Stored data entries:
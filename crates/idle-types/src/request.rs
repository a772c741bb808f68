use serde::{Deserialize, Serialize};

use crate::message::ChatMessage;

/// Body of `POST /api/chat`
#[derive(Debug, Clone, Serialize, Deserialize)]
#[serde(rename_all = "camelCase")]
pub struct ChatRequestBody {
    pub messages: Vec<ChatMessage>,
    pub model: String,
    #[serde(default, skip_serializing_if = "Option::is_none")]
    pub agent_name: Option<String>,
    #[serde(default, skip_serializing_if = "Option::is_none")]
    pub is_search_grounding: Option<bool>,
    /// Caller supplied provider credential; takes precedence over the server key
    #[serde(default, skip_serializing_if = "Option::is_none")]
    pub api_key: Option<String>,
}

impl ChatRequestBody {
    pub fn new(model: impl Into<String>, messages: Vec<ChatMessage>) -> Self {
        Self {
            messages,
            model: model.into(),
            agent_name: None,
            is_search_grounding: None,
            api_key: None,
        }
    }

    pub fn with_agent(mut self, agent_name: impl Into<String>) -> Self {
        self.agent_name = Some(agent_name.into());
        self
    }

    pub fn with_search_grounding(mut self, enabled: bool) -> Self {
        self.is_search_grounding = Some(enabled);
        self
    }

    pub fn with_api_key(mut self, api_key: impl Into<String>) -> Self {
        self.api_key = Some(api_key.into());
        self
    }

    pub fn search_grounding(&self) -> bool {
        self.is_search_grounding.unwrap_or(false)
    }

    /// Blank credentials count as absent
    pub fn api_key(&self) -> Option<&str> {
        self.api_key.as_deref().map(str::trim).filter(|key| !key.is_empty())
    }
}
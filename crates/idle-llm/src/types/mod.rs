pub mod content;
pub mod message;
pub mod tool;

pub use content::{Content, ContentPart};
pub use message::Message;
pub use tool::{Tool, ToolCall, FunctionCall};
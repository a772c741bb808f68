use serde_json::Value;
use thiserror::Error;

/// Failure reported by the provider's HTTP API
#[derive(Debug, Error)]
pub enum ProviderError {
    #[error("{provider} API error ({status}): {message}")]
    Api {
        provider: &'static str,
        status: u16,
        message: String,
    },
    
    #[error("{provider} stream error: {message}")]
    Stream {
        provider: &'static str,
        message: String,
    },
}

impl ProviderError {
    /// Human readable message without the provider/status prefix
    pub fn message(&self) -> &str {
        match self {
            Self::Api { message, .. } | Self::Stream { message, .. } => message,
        }
    }
}

/// Normalize an error body into a readable message
/// 
/// `{"error": {"message": ...}}` yields the message, a JSON string yields the
/// string, other JSON is re-serialized and non-JSON text passes through.
pub fn error_message_from_body(body: &str) -> String {
    let trimmed = body.trim();
    if trimmed.is_empty() {
        return "unknown error".to_string();
    }
    
    match serde_json::from_str::<Value>(trimmed) {
        Ok(Value::String(s)) => s,
        Ok(value) => value
            .get("error")
            .and_then(|e| e.get("message").or(Some(e)))
            .and_then(|m| m.as_str())
            .map(str::to_string)
            .unwrap_or_else(|| value.to_string()),
        Err(_) => trimmed.to_string(),
    }
}

#[cfg(test)]
mod tests {
    use super::*;

    #[test]
    fn test_nested_error_message() {
        let body = r#"{"error": {"code": 400, "message": "API key not valid", "status": "INVALID_ARGUMENT"}}"#;
        assert_eq!(error_message_from_body(body), "API key not valid");
    }

    #[test]
    fn test_string_error() {
        assert_eq!(error_message_from_body(r#"{"error": "quota exceeded"}"#), "quota exceeded");
        assert_eq!(error_message_from_body(r#""plain json string""#), "plain json string");
    }

    #[test]
    fn test_unknown_json_is_stringified() {
        assert_eq!(error_message_from_body(r#"{"code":7}"#), r#"{"code":7}"#);
    }

    #[test]
    fn test_text_passthrough() {
        assert_eq!(error_message_from_body("Bad Gateway\n"), "Bad Gateway");
        assert_eq!(error_message_from_body(""), "unknown error");
    }
}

Instructions to follow:
Scan the records above for the string "messages", then report every line that contains it.

Answer for the task:
    pub messages: Vec<ChatMessage>,
    pub fn new(model: impl Into<String>, messages: Vec<ChatMessage>) -> Self {
            messages,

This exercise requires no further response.